## Dataset:

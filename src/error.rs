// Copyright (c) 2024 Harry [Majored] [hello@majored.pw]
// MIT License (https://github.com/Majored/rs-async-zip/blob/main/LICENSE)

//! A module which holds relevant error reporting structures/types.

use thiserror::Error;

/// A Result type alias over ZipError to minimise repetition.
pub type Result<V> = std::result::Result<V, ZipError>;

/// An enum of possible errors and their descriptions.
#[non_exhaustive]
#[derive(Debug, Error)]
pub enum ZipError {
    /// An I/O error from the underlying source, propagated unchanged.
    #[error("an upstream reader returned an error: {0}")]
    UpstreamReadError(#[from] std::io::Error),
    /// The source ended part-way through a structure the format requires to be complete.
    #[error("truncated ZIP archive while reading {0}")]
    TruncatedArchive(&'static str),
    /// A size field held the zip64 sentinel but no extended information field was present.
    #[error("expected a Zip64 extended information extra field")]
    ExpectedZip64ExtendedInformation,
    #[error("zip64 extended information field was incomplete")]
    Zip64ExtendedFieldIncomplete,
    #[error("an extra field was malformed")]
    MalformedExtraField,
    /// The deflate stream of the current entry could not be decoded.
    #[error("corrupt deflate stream: {0}")]
    CorruptDeflateStream(String),
    #[error("computed CRC32 value did not match expected")]
    CRC32CheckError,
    #[error("a computed value did not match the expected (stored) value")]
    StoredSizeMismatch,
    #[error("feature not supported: '{0}'")]
    FeatureNotSupported(&'static str),
    #[error("compression type {0} is not supported for reading")]
    CompressionNotSupported(u16),
    #[error("attempted to read or skip on a closed reader")]
    ReaderClosed,
    #[error("string is not UTF-8 encoded")]
    StringNotUtf8,
}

## Exercise objective:
Beginning at the line that holds "is not UTF-8", write out word for word each line through the end of the records.

## Task response:
    #[error("string is not UTF-8 encoded")]
    StringNotUtf8,
}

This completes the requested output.